Introducing Unified Neural Text Analyzer: an innovation for Neural Text-to-Speech pronunciation accuracy improvement
This post is co-authored by Dongxu Han, Junwei Gan and Sheng Zhao
Neural Text-to-Speech (Neural TTS), part of Speech in Azure Cognitive Services, enables you to convert text to lifelike speech for more natural user interactions. Neural TTS has powered a wide range of scenarios, from audio content creation to natural-sounding voice assistants, for customers from all over the world. For example, BBC, Progressive and Motorola Solutions are using Azure Neural TTS to develop conversational interfaces for their voice assistants in English speaking locales.
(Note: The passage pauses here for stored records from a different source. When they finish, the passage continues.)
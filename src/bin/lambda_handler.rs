//! AWS Lambda handler for hydrogen project evaluations and sensitivity sweeps
//!
//! Accepts either a direct invocation payload or a Lambda Function URL event
//! whose `body` carries the request JSON. Requests are tagged by `kind`:
//!
//! ```json
//! {"kind": "evaluate", "project": {...}, "incentives": {...}, "selling_price_per_kg": 15.0}
//! {"kind": "sweep", "project": {...}, "sweep": {"target": "lcoh", "axis": "electricity_cost"},
//!  "range": {"start": 20.0, "stop": 100.0, "samples": 9}}
//! ```

use hydrogen_economics::{
    DomainError, EngineConfig, Evaluation, ProjectInputs, Scenario, ScenarioRunner,
    SensitivitySweepRunner, SweepPoint, SweepRange, SweepTarget,
};
use lambda_runtime::{run, service_fn, Error, LambdaEvent};
use serde::{Deserialize, Serialize};
use serde_json::{json, Value};
use std::time::Instant;

#[derive(Debug, Deserialize)]
#[serde(tag = "kind", rename_all = "snake_case")]
enum EngineRequest {
    Evaluate(Scenario),
    Sweep(SweepRequest),
}

#[derive(Debug, Deserialize)]
struct SweepRequest {
    /// Base plant (default: reference plant)
    #[serde(default)]
    project: ProjectInputs,

    sweep: SweepTarget,

    range: SweepRange,
}

#[derive(Debug, Serialize)]
struct EvaluateResponse {
    results: Evaluation,
    display: Evaluation,
    execution_time_ms: u64,
}

#[derive(Debug, Serialize)]
struct SweepResponse {
    x_label: &'static str,
    y_label: &'static str,
    samples: usize,
    points: Vec<SweepPoint>,
    execution_time_ms: u64,
}

fn cors_headers() -> Value {
    json!({
        "Content-Type": "application/json",
        "Access-Control-Allow-Origin": "*",
        "Access-Control-Allow-Methods": "POST, OPTIONS",
        "Access-Control-Allow-Headers": "Content-Type",
    })
}

fn http_response(status: u16, body: String) -> Value {
    json!({
        "statusCode": status,
        "headers": cors_headers(),
        "body": body,
        "isBase64Encoded": false,
    })
}

fn error_response(status: u16, message: &str, field: Option<&str>) -> Value {
    let body = match field {
        Some(field) => json!({ "error": message, "field": field }),
        None => json!({ "error": message }),
    };
    http_response(status, body.to_string())
}

fn domain_error_response(e: &DomainError) -> Value {
    log::warn!("Rejected request: {}", e);
    error_response(400, &e.to_string(), Some(e.field()))
}

/// HTTP method of a Function URL (or API Gateway) event, if this is one
fn request_method(payload: &Value) -> Option<&str> {
    payload
        .pointer("/requestContext/http/method")
        .or_else(|| payload.get("httpMethod"))
        .and_then(Value::as_str)
}

/// Extract the request JSON from an HTTP envelope, or take the payload as-is
fn request_body(payload: Value) -> Result<Value, String> {
    let is_envelope = payload.get("requestContext").is_some()
        || payload.get("body").is_some_and(Value::is_string);
    if !is_envelope {
        return Ok(payload);
    }

    if payload.get("isBase64Encoded").and_then(Value::as_bool) == Some(true) {
        return Err("Base64-encoded bodies are not supported".to_string());
    }

    match payload.get("body").and_then(Value::as_str) {
        Some(text) if !text.trim().is_empty() => {
            serde_json::from_str(text).map_err(|e| format!("Invalid JSON: {}", e))
        }
        _ => Ok(json!({})),
    }
}

async fn handler(event: LambdaEvent<Value>) -> Result<Value, Error> {
    let start = Instant::now();
    let payload = event.payload;

    // Handle CORS preflight
    if request_method(&payload) == Some("OPTIONS") {
        return Ok(http_response(200, String::new()));
    }

    let body = match request_body(payload) {
        Ok(body) => body,
        Err(msg) => return Ok(error_response(400, &msg, None)),
    };

    let request: EngineRequest = match serde_json::from_value(body) {
        Ok(r) => r,
        Err(e) => return Ok(error_response(400, &format!("Invalid request: {}", e), None)),
    };

    let config = EngineConfig::from_env();

    match request {
        EngineRequest::Evaluate(scenario) => {
            log::info!("Evaluate request: {}", scenario.name.as_deref().unwrap_or("unnamed"));
            let runner = ScenarioRunner::with_config(config);
            let results = match runner.evaluate(&scenario) {
                Ok(evaluation) => evaluation,
                Err(e) => return Ok(domain_error_response(&e)),
            };
            let response = EvaluateResponse {
                display: results.rounded(runner.config()),
                results,
                execution_time_ms: start.elapsed().as_millis() as u64,
            };
            Ok(http_response(200, serde_json::to_string(&response)?))
        }
        EngineRequest::Sweep(request) => {
            let runner = SensitivitySweepRunner::new(config);
            let sweep = match runner.sweep(&request.project, request.sweep, request.range) {
                Ok(sweep) => sweep,
                Err(e) => return Ok(domain_error_response(&e)),
            };
            let points = match sweep.run() {
                Ok(points) => points,
                Err(e) => return Ok(domain_error_response(&e)),
            };
            let response = SweepResponse {
                x_label: sweep.target().x_label(),
                y_label: sweep.target().y_label(),
                samples: points.len(),
                points,
                execution_time_ms: start.elapsed().as_millis() as u64,
            };
            Ok(http_response(200, serde_json::to_string(&response)?))
        }
    }
}

#[tokio::main]
async fn main() -> Result<(), Error> {
    env_logger::init();
    run(service_fn(handler)).await
}

#[cfg(test)]
mod tests {
    use super::*;

    fn body_of(response: &Value) -> Value {
        serde_json::from_str(response["body"].as_str().unwrap()).unwrap()
    }

    async fn invoke(payload: Value) -> Value {
        let event = LambdaEvent::new(payload, lambda_runtime::Context::default());
        handler(event).await.unwrap()
    }

    #[tokio::test]
    async fn test_evaluate_direct() {
        let response = invoke(json!({
            "kind": "evaluate",
            "project": ProjectInputs::default(),
        }))
        .await;

        assert_eq!(response["statusCode"], 200);
        let body = body_of(&response);
        assert_eq!(body["display"]["lcoh"]["lcoh_per_kg"], 5.68);
        assert_eq!(body["display"]["incentives"]["total_per_kg"], 4.5);
    }

    #[tokio::test]
    async fn test_function_url_envelope() {
        let request = json!({
            "kind": "sweep",
            "sweep": {"target": "lcoh", "axis": "electricity_cost"},
            "range": {"start": 20.0, "stop": 100.0, "samples": 5},
        });
        let response = invoke(json!({
            "requestContext": {"http": {"method": "POST"}},
            "body": request.to_string(),
            "isBase64Encoded": false,
        }))
        .await;

        assert_eq!(response["statusCode"], 200);
        let body = body_of(&response);
        assert_eq!(body["samples"], 5);
        assert_eq!(body["x_label"], "electricity_cost_per_mwh");
        assert_eq!(body["points"][0]["x"], 20.0);
        assert_eq!(body["points"][4]["x"], 100.0);
    }

    #[tokio::test]
    async fn test_preflight() {
        let response = invoke(json!({
            "requestContext": {"http": {"method": "OPTIONS"}},
        }))
        .await;
        assert_eq!(response["statusCode"], 200);
        assert_eq!(response["headers"]["Access-Control-Allow-Origin"], "*");
    }

    #[tokio::test]
    async fn test_domain_error_names_field() {
        let mut project = ProjectInputs::default();
        project.capacity_factor_pct = 120.0;
        let response = invoke(json!({"kind": "evaluate", "project": project})).await;

        assert_eq!(response["statusCode"], 400);
        assert_eq!(body_of(&response)["field"], "capacity_factor_pct");
    }

    #[tokio::test]
    async fn test_bad_sweep_range() {
        let response = invoke(json!({
            "kind": "sweep",
            "sweep": {"target": "lcoh", "axis": "plant_size"},
            "range": {"start": 10.0, "stop": 10.0, "samples": 3},
        }))
        .await;

        assert_eq!(response["statusCode"], 400);
        assert_eq!(body_of(&response)["field"], "sweep_range");
    }

    #[tokio::test]
    async fn test_malformed_body() {
        let response = invoke(json!({
            "requestContext": {"http": {"method": "POST"}},
            "body": "{not json",
        }))
        .await;
        assert_eq!(response["statusCode"], 400);
        assert!(body_of(&response)["error"].as_str().unwrap().starts_with("Invalid JSON"));
    }
}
Swisscom and Poste Italiane are adopting neural voices in French, German and Italian to interact with their customers in the European market. Hongdandan, a non-profit organization, is adopting neural voices in Chinese to make their online library audible for the blind people in China.
In this blog, we introduce our latest innovation in the Neural TTS technology that helps to improve the pronunciation accuracy significantly: Unified Neural Text Analyzer.
What is text analyzer?
Neural TTS converts plain text into wave form via three modules: neural text analyzer, neural acoustic model and neural vocoder. Text analyzer converts plain text to pronunciations, acoustic model converts pronunciations to acoustic features and finally vocoder generates waveforms. Text analyzer is the first link of the entire TTS system with results directly affecting the acoustic model and vocoder. The correct pronunciation of a word or phrase is the basic expectation in TTS, which delivers the right information to use but it’s not always easy. For example, “live” should be read different in “We live in a mobile world” and “TV Apps and live streaming offerings from The Weather Network” depending on context. If TTS reads them incorrectly, the intelligibility and naturalness of the content will be significantly influenced. Thus, text analyzer is important to TTS.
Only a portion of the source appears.